In the novel, ‘Jane Eyre’ Charlotte Brontë focuses on the life of Jane, an unwanted orphan who can’t do anything right in the eyes of her aunt. When she is about nine she is sent to Lowood Institute where she is also treated as inferior by Mr Brocklehurst. Although Jane is treated so cruelly and unfairly all her life she proves everyone wrong in the end by making something of herself.

There are many parts of the book where we feel sympathy for Jane. In this essay I am going to discuss how Brontë creates sympathy for Jane in chapters one, two and seven. The main scenes include when Jane is treated cruelly by her cousin John, when she is locked in the red-room and when Mr Brocklehurst tells everyone she’s a liar.
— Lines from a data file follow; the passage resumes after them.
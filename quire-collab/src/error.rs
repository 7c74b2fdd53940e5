//! Error taxonomy for the sync engine.

use quire_core::InvalidStepError;

use crate::codec::CodecError;
use crate::storage::StoreError;

#[derive(Debug, thiserror::Error)]
pub enum SyncError {
    /// A step does not apply to the document it was submitted against.
    #[error("invalid step: {0}")]
    InvalidStep(#[from] InvalidStepError),

    /// The append loop lost the race too many times in a row.
    #[error("append at key {key} conflicted {attempts} times")]
    AppendConflict { key: u64, attempts: u32 },

    #[error("log store unavailable: {0}")]
    StoreUnavailable(String),

    /// Store failure other than unavailability.
    #[error("log store error: {0}")]
    Store(StoreError),

    #[error("checkpoint could not be decoded: {0}")]
    CorruptCheckpoint(String),

    #[error(transparent)]
    Codec(#[from] CodecError),

    #[error("engine is not live (state: {0})")]
    NotLive(String),

    #[error("offline queue is full ({0} edits)")]
    OfflineQueueFull(usize),

    #[error("fork not found: {0}")]
    ForkNotFound(String),

    #[error("fork already exists: {0}")]
    ForkExists(String),

    #[error("already merged: {0}")]
    AlreadyMerged(String),

    #[error("commit {commit_id} not found in {doc_id}")]
    CommitNotFound { doc_id: String, commit_id: u64 },

    /// A rebased step failed validation; nothing was written.
    #[error("rebase failed at step {index}: {source}")]
    RebaseFailed {
        index: usize,
        #[source]
        source: InvalidStepError,
    },
}

impl From<StoreError> for SyncError {
    fn from(e: StoreError) -> Self {
        match e {
            StoreError::Unavailable(reason) => SyncError::StoreUnavailable(reason),
            other => SyncError::Store(other),
        }
    }
}

impl SyncError {
    pub fn is_unavailable(&self) -> bool {
        matches!(self, SyncError::StoreUnavailable(_))
    }
}
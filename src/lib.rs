#![warn(clippy::pedantic)]
#![warn(clippy::nursery)]
// #![warn(clippy::cargo)]

pub mod calibration;
pub mod concentration;
pub mod config;
pub mod correction;
pub mod error;
pub mod math;
pub mod reading;
pub mod resistance;
pub mod sensor;

pub use config::{SensorConfig, SharedConfig};
pub use error::Error;
pub use reading::{AmbientConditions, RawReading};
pub use sensor::{AmbientSource, GasSensor, RawSource, Report};

pub type Result<T> = ::std::result::Result<T, Error>;
use thiserror::Error;

/// Failures surfaced by the estimation engine and its configuration layer.
///
/// Arithmetic hazards are detected where they occur and handed straight back to the caller. The
/// computations are deterministic, so none of these are worth retrying without fresh input.
#[derive(Debug, Error)]
pub enum Error {
    /// A degenerate remap range, or a reading sitting on the bottom rail of the ADC
    #[error("division by zero: the input range is degenerate or the reading is at the rail")]
    DivideByZero,
    /// A non-positive resistance fed into the fractional power-law model
    #[error("resistance {resistance} kΩ is outside the domain of the power-law model")]
    DomainError { resistance: f64 },
    #[error("invalid calibration: {reason}")]
    InvalidCalibration { reason: String },
    #[error("invalid sensor configuration: {reason}")]
    InvalidConfig { reason: String },
    #[error("failed to read configuration: {0}")]
    Io(#[from] std::io::Error),
    #[error("failed to parse configuration: {0}")]
    Parse(#[from] toml::de::Error),
    #[error("failed to serialise configuration: {0}")]
    Serialize(#[from] toml::ser::Error),
    /// A raw-reading or ambient-conditions source could not produce a value
    #[error("acquisition failed: {reason}")]
    Acquisition { reason: String },
}

impl Error {
    pub(crate) fn invalid_calibration(reason: impl Into<String>) -> Self {
        Self::InvalidCalibration {
            reason: reason.into(),
        }
    }

    pub(crate) fn invalid_config(reason: impl Into<String>) -> Self {
        Self::InvalidConfig {
            reason: reason.into(),
        }
    }
}
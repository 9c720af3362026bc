use num_traits::Float;

use crate::error::Error;
use crate::Result;

/// Linearly rescale `x` from `[in_min, in_max]` onto `[out_min, out_max]`
///
/// The result saturates at the bounds of the output range rather than extrapolating, so a noisy
/// reading slightly outside the reportable range of a device lands on the nearest rail.
///
/// # Errors
///
/// Returns [`Error::DivideByZero`] when the input range is degenerate, i.e. `in_min == in_max`.
///
/// # Examples
///
/// ```
/// use air_quality::math::remap;
///
/// let mapped = remap(5.0, 0.0, 10.0, 0.0, 1023.0).unwrap();
/// approx::assert_relative_eq!(mapped, 511.5);
///
/// // Values beyond the input range are clamped
/// assert_eq!(remap(-3.0, 0.0, 10.0, 0.0, 1023.0).unwrap(), 0.0);
/// assert_eq!(remap(12.0, 0.0, 10.0, 0.0, 1023.0).unwrap(), 1023.0);
/// ```
pub fn remap<E: Float>(x: E, in_min: E, in_max: E, out_min: E, out_max: E) -> Result<E> {
    let in_span = in_max - in_min;
    if in_span.is_zero() {
        return Err(Error::DivideByZero);
    }

    let out = (x - in_min) * (out_max - out_min) / in_span + out_min;

    if out < out_min {
        Ok(out_min)
    } else if out > out_max {
        Ok(out_max)
    } else {
        Ok(out)
    }
}
//! Field calibration of the baseline resistance
//!
//! With the sensor settled in air at the known atmospheric concentration, the power law can be
//! inverted to give the baseline resistance that makes the current reading come out at exactly
//! that concentration. Writing that baseline back is an explicit operator action, see
//! [`calibrate`].
use crate::config::{SensorConfig, SharedConfig};
use crate::error::Error;
use crate::reading::{AmbientConditions, RawReading};
use crate::resistance::{corrected_resistance, resistance};
use crate::Result;

/// Baseline resistance in kΩ implied by measuring `resistance` at the atmospheric reference
///
/// # Errors
/// Returns [`Error::InvalidCalibration`] if the power-law exponent is zero or the reference
/// concentration and coefficient do not give a positive, finite scale, and
/// [`Error::DomainError`] if `resistance` is not a positive, finite value.
#[allow(clippy::float_cmp)]
pub fn baseline_from_resistance(resistance: f64, config: &SensorConfig) -> Result<f64> {
    if config.power_law.b == 0.0 {
        return Err(Error::invalid_calibration("power-law exponent is zero"));
    }
    if !(resistance.is_finite() && resistance > 0.0) {
        return Err(Error::DomainError { resistance });
    }

    let ratio = config.atmospheric_ppm / config.power_law.a;
    if !(ratio.is_finite() && ratio > 0.0) {
        return Err(Error::invalid_calibration(format!(
            "reference concentration {} and coefficient {} give no usable ratio",
            config.atmospheric_ppm, config.power_law.a
        )));
    }

    let baseline = resistance * ratio.powf(config.power_law.b.recip());
    if !(baseline.is_finite() && baseline > 0.0) {
        return Err(Error::invalid_calibration(format!(
            "derived baseline resistance {baseline} is not positive and finite"
        )));
    }
    Ok(baseline)
}

/// Baseline resistance in kΩ for a raw reading taken at the atmospheric reference
///
/// # Errors
/// See [`resistance`] and [`baseline_from_resistance`].
pub fn calibration_baseline(raw: RawReading, config: &SensorConfig) -> Result<f64> {
    baseline_from_resistance(resistance(raw, config)?, config)
}

/// Baseline resistance in kΩ for a raw reading taken at the atmospheric reference, compensated for
/// temperature and humidity
///
/// # Errors
/// See [`corrected_resistance`] and [`baseline_from_resistance`].
pub fn corrected_calibration_baseline(
    raw: RawReading,
    ambient: AmbientConditions,
    config: &SensorConfig,
) -> Result<f64> {
    baseline_from_resistance(corrected_resistance(raw, ambient, config)?, config)
}

/// Derive a new baseline from `raw` and store it in `shared`, returning the stored value
///
/// When `ambient` is given the reading is compensated before the baseline is derived. Every
/// estimate computed after this returns uses the new baseline.
///
/// # Errors
/// Returns an error if the baseline cannot be derived from `raw`, in which case `shared` is left
/// as it was.
pub fn calibrate(
    shared: &SharedConfig,
    raw: RawReading,
    ambient: Option<AmbientConditions>,
) -> Result<f64> {
    let config = shared.snapshot();
    let baseline = match ambient {
        Some(ambient) => corrected_calibration_baseline(raw, ambient, &config)?,
        None => calibration_baseline(raw, &config)?,
    };
    shared.set_baseline_resistance(baseline)?;
    Ok(baseline)
}

#[cfg(test)]
mod tests {
    use ndarray_rand::rand::{Rng, SeedableRng};
    use proptest::prelude::*;
    use rand_isaac::Isaac64Rng;

    use super::{baseline_from_resistance, calibrate, calibration_baseline};
    use crate::concentration::{corrected_ppm, ppm, ppm_from_resistance};
    use crate::config::{SensorConfig, SharedConfig};
    use crate::error::Error;
    use crate::reading::{AmbientConditions, RawReading};

    #[test]
    fn baseline_scales_with_the_inverted_power_law() {
        let config = SensorConfig::default();
        let baseline = baseline_from_resistance(10.0, &config).unwrap();

        let expected = 10.0 * (397.13f64 / 116.602_068_2).powf(1.0 / 2.769_034_857);
        approx::assert_relative_eq!(baseline, expected);
    }

    #[test]
    fn zero_exponent_cannot_be_inverted() {
        let mut config = SensorConfig::default();
        config.power_law.b = 0.0;
        let result = baseline_from_resistance(10.0, &config);
        assert!(matches!(result, Err(Error::InvalidCalibration { .. })));
    }

    #[test]
    fn degenerate_reference_cannot_be_inverted() {
        let mut zero_coefficient = SensorConfig::default();
        zero_coefficient.power_law.a = 0.0;

        let mut negative_coefficient = SensorConfig::default();
        negative_coefficient.power_law.a = -116.6;

        let unbounded_reference = SensorConfig {
            atmospheric_ppm: f64::INFINITY,
            ..SensorConfig::default()
        };

        for config in [zero_coefficient, negative_coefficient, unbounded_reference] {
            let result = baseline_from_resistance(10.0, &config);
            assert!(
                matches!(result, Err(Error::InvalidCalibration { .. })),
                "{config:?}: {result:?}"
            );
        }
    }

    #[test]
    fn overflowing_baseline_is_rejected() {
        let mut config = SensorConfig::default();
        config.power_law.b = 1e-3;
        let result = baseline_from_resistance(10.0, &config);
        assert!(matches!(result, Err(Error::InvalidCalibration { .. })));
    }

    #[test]
    fn rail_readings_cannot_calibrate() {
        let config = SensorConfig::default();

        let bottom = calibration_baseline(RawReading(config.adc.min), &config);
        assert!(matches!(bottom, Err(Error::DivideByZero)));

        let top = calibration_baseline(RawReading(config.adc.max), &config);
        assert!(matches!(top, Err(Error::DomainError { .. })));
    }

    #[test]
    fn calibrated_reading_reports_the_atmospheric_reference() {
        let seed = 40;
        let mut rng = Isaac64Rng::seed_from_u64(seed);
        let shared = SharedConfig::default();
        let atmospheric_ppm = shared.snapshot().atmospheric_ppm;

        for _ in 0..16 {
            let raw = RawReading(rng.gen_range(1_000..23_000));
            let ambient =
                AmbientConditions::new(rng.gen_range(-10.0..40.0), rng.gen_range(10.0..90.0));

            calibrate(&shared, raw, None).unwrap();
            approx::assert_relative_eq!(
                ppm(raw, &shared.snapshot()).unwrap(),
                atmospheric_ppm,
                max_relative = 1e-6
            );

            calibrate(&shared, raw, Some(ambient)).unwrap();
            approx::assert_relative_eq!(
                corrected_ppm(raw, ambient, &shared.snapshot()).unwrap(),
                atmospheric_ppm,
                max_relative = 1e-6
            );
        }
    }

    #[test]
    fn failed_calibration_keeps_the_previous_baseline() {
        let shared = SharedConfig::default();
        let before = shared.baseline_resistance();

        let result = calibrate(&shared, RawReading(0), None);

        assert!(matches!(result, Err(Error::DivideByZero)));
        approx::assert_relative_eq!(shared.baseline_resistance(), before);
    }

    proptest! {
        #[test]
        fn calibration_round_trips_through_the_power_law(r in 1e-3..1e4f64) {
            let mut config = SensorConfig::default();
            config.baseline_resistance = baseline_from_resistance(r, &config).unwrap();

            let concentration = ppm_from_resistance(r, &config).unwrap();
            approx::assert_relative_eq!(
                concentration,
                config.atmospheric_ppm,
                max_relative = 1e-6
            );
        }
    }
}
When we first meet Jane Eyre she is sitting in a window-seat trying to escape her worries by reading after being separated from the group by her aunt. The reasons for this include not being ‘more attractive’ and ‘more sociable’. This shows Mrs Reed is a very stereotypical Victorian woman as she thinks all girls should be pretty and polite. Brontë tells us Jane has been excluded from ‘privileges intended only for contented, happy, little children’. This emphasises the affect on Jane of how she is treated as she thinks of herself as not happy and therefore shouldn’t be allowed to do what happy, little girls do. Also ‘humbled by the consciousness of my inferiority to Eliza, John and Georgiana Reed’ is very effective as it tells us that Jane is aware of why she is treated the way she is and agrees with it. She returns to this spot later on after being sent away again, this time pulling the curtains around her. ‘Fol...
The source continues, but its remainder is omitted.